When focusing on the N-fertilization period of this study, the formerly P-fertilized mosses demonstrated higher nitrogenase activity upon N fertilization, compared to their non-fertilized controls, in stark contrast to all other samples. It is remarkable that even 3 years after cessation of P fertilization, moss P content was still higher (Fritz et al. 2012). Since nitrogenase activity only increased in those P-enriched mosses, it is likely that all other samples were P limited. This may particularly affect N2-fixing microorganisms, which generally require more P than non-N2-fixers (Vitousek et al. 2002). When looking at the effect of N-fertilization on N-content, the steeper increase in N-content in the 10P mosses indicated that 10P mosses may better retain the applied N, probably because compared to the 0NP and 40N mosses they have less relative P-limitation. Since P had been incorporated into plant tissue, it was most probably no longer directly available to diazotrophs. Therefore we concluded that in case of P- or other relative nutrient limitation in the plants, N fertilization may not be of benefit to plants, but only lead to a shift in their microbial community and activity. The most probable mechanism explaining the increased nitrogenase activity is increased exudation of energy-rich substances by Sphagnum, which could then enable heterotrophic diazotrophs to increase their N fixation rates. Furthermore, since nitrogenase activity of the 10P mosses overall was higher than in the 40N or 0NP mosses, our results also confirmed findings by Larmola et al. (2014), who showed that P availability exerted a strong control on N2 fixation activity.
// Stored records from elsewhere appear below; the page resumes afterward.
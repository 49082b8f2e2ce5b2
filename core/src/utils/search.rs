//! Binary-search lookups over points sorted ascending by wave number.
//!
//! Misses are reported as `None`; absent wave numbers are an expected
//! outcome, not an error.

use crate::spectrum::{SpectrumPoint, WaveNumberComparator};
use std::cmp::Ordering;

/// Order every lookup in this module searches by.
pub const SEARCH_ORDER: WaveNumberComparator = WaveNumberComparator::ascending();

fn search(points: &[SpectrumPoint], wave_number: f32) -> Result<usize, usize> {
    points.binary_search_by(|point| {
        SEARCH_ORDER.compare_wave_numbers(point.wave_number(), wave_number)
    })
}

/// Index of the point with exactly `wave_number`.
pub fn find_exact(points: &[SpectrumPoint], wave_number: f32) -> Option<usize> {
    search(points, wave_number).ok()
}

/// Position `wave_number` would be inserted at to keep `points` sorted.
///
/// `Ok` carries the index of an exact hit.
pub fn insertion_point(points: &[SpectrumPoint], wave_number: f32) -> Result<usize, usize> {
    search(points, wave_number)
}

/// Index of the point nearest to `wave_number`; `None` only for empty input.
///
/// A miss is refined by scanning the two neighbours either side of the
/// insertion point. Equal distances resolve to the lower index.
pub fn find_closest(points: &[SpectrumPoint], wave_number: f32) -> Option<usize> {
    if points.is_empty() {
        return None;
    }

    let insertion = match search(points, wave_number) {
        Ok(index) => return Some(index),
        Err(insertion) => insertion.min(points.len() - 1),
    };

    let low = insertion.saturating_sub(2);
    let high = (insertion + 2).min(points.len() - 1);
    let mut best = low;
    let mut best_distance = (points[low].wave_number() - wave_number).abs();
    for (index, point) in points.iter().enumerate().take(high + 1).skip(low + 1) {
        let distance = (point.wave_number() - wave_number).abs();
        if distance.partial_cmp(&best_distance) == Some(Ordering::Less) {
            best = index;
            best_distance = distance;
        }
    }
    Some(best)
}

/// Indices of the points to the left and right of `wave_number`.
///
/// An exact hit is its own left bound. Either side is `None` when the
/// query lies outside the covered range; both are `None` for empty input.
pub fn find_enclosing(
    points: &[SpectrumPoint],
    wave_number: f32,
) -> (Option<usize>, Option<usize>) {
    let Some(closest) = find_closest(points, wave_number) else {
        return (None, None);
    };

    if points[closest].wave_number() <= wave_number {
        let right = closest + 1;
        (Some(closest), (right < points.len()).then_some(right))
    } else {
        (closest.checked_sub(1), Some(closest))
    }
}

#[cfg(test)]
mod tests {
    use super::*;
    use rand::rngs::StdRng;
    use rand::{Rng, SeedableRng};

    fn points(waves: &[f32]) -> Vec<SpectrumPoint> {
        waves
            .iter()
            .map(|&wave| SpectrumPoint::new(wave, wave * 10.0))
            .collect()
    }

    fn random_sorted(rng: &mut StdRng, len: usize) -> Vec<SpectrumPoint> {
        let mut wave = rng.gen_range(0.0..10.0f32);
        (0..len)
            .map(|_| {
                wave += rng.gen_range(0.1..5.0f32);
                SpectrumPoint::new(wave, rng.gen_range(-1.0..1.0f32))
            })
            .collect()
    }

    #[test]
    fn find_exact_returns_index_of_every_point() {
        let mut rng = StdRng::seed_from_u64(7);
        for len in 0..40 {
            let data = random_sorted(&mut rng, len);
            for (index, point) in data.iter().enumerate() {
                assert_eq!(find_exact(&data, point.wave_number()), Some(index));
            }
        }
    }

    #[test]
    fn find_exact_misses_return_none() {
        let data = points(&[1.0, 2.0, 3.0]);
        assert_eq!(find_exact(&data, 2.5), None);
        assert_eq!(find_exact(&data, 0.0), None);
        assert_eq!(find_exact(&[], 1.0), None);
    }

    #[test]
    fn find_closest_matches_brute_force_nearest_neighbour() {
        let mut rng = StdRng::seed_from_u64(42);
        for _ in 0..200 {
            let len = rng.gen_range(1..30);
            let data = random_sorted(&mut rng, len);
            let span = data[len - 1].wave_number() + 10.0;
            for _ in 0..20 {
                let query = rng.gen_range(-5.0..span);
                let mut expected = 0;
                for index in 1..len {
                    let distance = (data[index].wave_number() - query).abs();
                    if distance < (data[expected].wave_number() - query).abs() {
                        expected = index;
                    }
                }
                assert_eq!(find_closest(&data, query), Some(expected), "query {}", query);
            }
        }
    }

    #[test]
    fn find_closest_on_empty_input_is_none() {
        assert_eq!(find_closest(&[], 3.0), None);
    }

    #[test]
    fn find_closest_ties_resolve_to_lower_index() {
        let data = points(&[1.0, 3.0]);
        assert_eq!(find_closest(&data, 2.0), Some(0));
    }

    #[test]
    fn find_enclosing_handles_interior_and_boundaries() {
        let data = points(&[1.0, 2.0, 3.0]);
        assert_eq!(find_enclosing(&data, 1.4), (Some(0), Some(1)));
        assert_eq!(find_enclosing(&data, 1.6), (Some(0), Some(1)));
        assert_eq!(find_enclosing(&data, 2.0), (Some(1), Some(2)));
        assert_eq!(find_enclosing(&data, 0.5), (None, Some(0)));
        assert_eq!(find_enclosing(&data, 3.5), (Some(2), None));
        assert_eq!(find_enclosing(&data, 3.0), (Some(2), None));
        assert_eq!(find_enclosing(&[], 3.0), (None, None));
    }
}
It is likely that N2 fixation can match the increased N-demand of Sphagnum at higher P availability, as has been discussed for P addition experiments with feather mosses occurring in boreal forests (Rousk et al. 2013a). P addition experiments generally did show a stimulating effect on Sphagnum growth (Limpens et al. 2004; Fritz et al. 2012) and in P. schreberi on N2 fixation (Rousk et al. 2013a). In accordance with these studies, the P-fertilized mosses in this study demonstrated an increase of both the C and N content upon N fertilization, which indicated that these mosses, in contrast to all others, could make use of the additional N-load for growth (Fritz et al. 2012). As increased P availability will directly affect both the plant and its microbial community, future experiments are needed to disentangle the capability of Sphagnum to actively regulate diazotrophic activity versus regulation on the microbial community level only.

Conclusions and outlook

Our study demonstrated that the nitrogenase activity of Sphagnum-associated diazotrophs was clearly negatively affected by N fertilization. Saturation of the N demand of the diazotrophic community in combination with the energy costs associated with N2 fixation, and potentially also N saturation of Sphagnum, most likely resulted in a decrease of nitrogenase activity. Our results also showed that indirect P availability is able to modulate this response. However, the fact that nitrogenase activity was not stimulated by experimental N deprivation indicated that the impact of N deposition on Sphagnum-associated N2 fixation was much less apparent than assumed before, and far from understood. This study warranted further investigation of how Sphagnum-associated diazotrophs might control N2 fixation in relation to the environmental N availability and how this might be influenced by P availability. In addition, the ‘memory effect’ of the diazotrophic community associated with one Sphagnum species with respect to long-term N deposition, questioned the specificity of endo- and epiphytic diazotrophs for Sphagnum species and pointed at an important role of environmental parameters.